I have been a slacker. I ran my last race in September 2015 and basically shelved my Asics Gel-Kayanos thereafter. I told myself I would take a break from running, that I deserved a break after continuously training for some running race or another since March 2013. The thing about a break is, it has greater potential to become a habit than running does; it is just so easy not to suit up for a run. There have been many times during my training programs that I have forced my shoes on and told myself, “Just go, even if you only walk.” After September 2015 I stopped doing that for a variety of reasons.
I achieved my “goal weight” midway through my prolonged stint of training and racing, but the pounds had steadily crept back on in spite of the running. My weight eventually returned to where it had been when I started training in earnest in March 2013. I began to wonder about what I had recently read: weight loss and/or maintenance are 80% diet and 20% exercise (read an overview here). In stopping and not pushing myself to run any longer my line of thinking was, “If running isn’t helping me to keep trim, why do it?” Obviously there are many reasons, but logic was clearly failing me at this time.

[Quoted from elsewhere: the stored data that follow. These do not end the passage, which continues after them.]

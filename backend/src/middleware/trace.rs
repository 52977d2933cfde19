//! Tracing middleware attaching a request-scoped trace identifier.
//!
//! Each request gets a fresh [`TraceId`] in task-local scope while its
//! handler runs. The id is echoed in the `trace-id` response header and
//! captured by [`crate::domain::Error`] when an error is built.

use std::task::{Context, Poll};

use actix_web::Error;
use actix_web::dev::{Service, ServiceRequest, ServiceResponse, Transform};
use actix_web::http::header::{HeaderName, HeaderValue};
use futures_util::future::{LocalBoxFuture, Ready, ready};
use tracing::{Instrument, debug, error, info_span};

use crate::domain::{TRACE_ID_HEADER, TraceId};

/// Middleware factory adding a `trace-id` header to every response.
///
/// ```
/// use actix_web::App;
/// use finlead::Trace;
///
/// let app = App::new().wrap(Trace);
/// ```
#[derive(Clone)]
pub struct Trace;

impl<S, B> Transform<S, ServiceRequest> for Trace
where
    S: Service<ServiceRequest, Response = ServiceResponse<B>, Error = Error> + 'static,
    S::Future: 'static,
    B: 'static,
{
    type Response = ServiceResponse<B>;
    type Error = Error;
    type InitError = ();
    type Transform = TraceMiddleware<S>;
    type Future = Ready<Result<Self::Transform, Self::InitError>>;

    fn new_transform(&self, service: S) -> Self::Future {
        ready(Ok(TraceMiddleware { service }))
    }
}

/// Service wrapper produced by [`Trace`].
pub struct TraceMiddleware<S> {
    service: S,
}

impl<S, B> Service<ServiceRequest> for TraceMiddleware<S>
where
    S: Service<ServiceRequest, Response = ServiceResponse<B>, Error = Error> + 'static,
    S::Future: 'static,
    B: 'static,
{
    type Response = ServiceResponse<B>;
    type Error = Error;
    type Future = LocalBoxFuture<'static, Result<Self::Response, Self::Error>>;

    fn poll_ready(&self, cx: &mut Context<'_>) -> Poll<Result<(), Self::Error>> {
        self.service.poll_ready(cx)
    }

    fn call(&self, req: ServiceRequest) -> Self::Future {
        let trace_id = TraceId::generate();
        let span = info_span!(
            "request",
            %trace_id,
            method = %req.method(),
            path = %req.path()
        );
        let fut = self.service.call(req);
        Box::pin(
            TraceId::scope(trace_id, async move {
                let mut res = fut.await?;
                debug!(status = res.status().as_u16(), "request complete");
                match HeaderValue::from_str(&trace_id.to_string()) {
                    Ok(value) => {
                        res.response_mut()
                            .headers_mut()
                            .insert(HeaderName::from_static(TRACE_ID_HEADER), value);
                    }
                    Err(error) => {
                        error!(%error, "failed to encode trace identifier header");
                    }
                }
                Ok(res)
            })
            .instrument(span),
        )
    }
}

Work got busy and more demanding, with more meetings more often, and plenty of reasons to need a mind-clearing run and the positivity boost that goes along with it. However, just when I need exercise the most is when I least feel like going, especially if is no longer an established habit. I didn’t turn to food, as I so often have in the past, but I didn’t necessarily mind what I ate. Rich and creamy side dishes like scalloped potatoes? Sure! A couple of brownies because I deserve it? Yes, please! I was also sick of what I affectionally call “lettuce salad,” having taken it for lunch every day for over a year. My vegetable servings began leaning towards carbohydrates and away from cellulose, minerals and water.
Monterrey’s air quality (AQ) has been noteworthy this past year and continues to make news headlines now. The particulate matter of size 2.5 to 10 microns in diameter has been at levels great enough to warrant contingency plans in recent months. Running outside would be risky on bad air days, especially with my sore throat and allergies. “Enough is enough,” I finally thought one day this month, and out I went for some interval training 1:1s despite the AQ readings. After this run I got sick enough to take a week off, and truth be told, the allergies I thought I had were probably really a head cold. My run in the powdered air may have made it worse or not, I will never know, but my running plans were once again shelved.
This week I have felt better, not great, but better, and so I have resolved to try again. I ran 2.22 miles on Monday and I will head out tomorrow for another stint of 1:1s. My training plan is set to culminate in a modest 5K race that I have never before run. It’s date is May 29, 2016. I also noticed that Earthathon Relay is underway for 2016 so I signed up for a team called #runshine. One way or another I will get back into running, even if I have to drag myself kicking and screaming!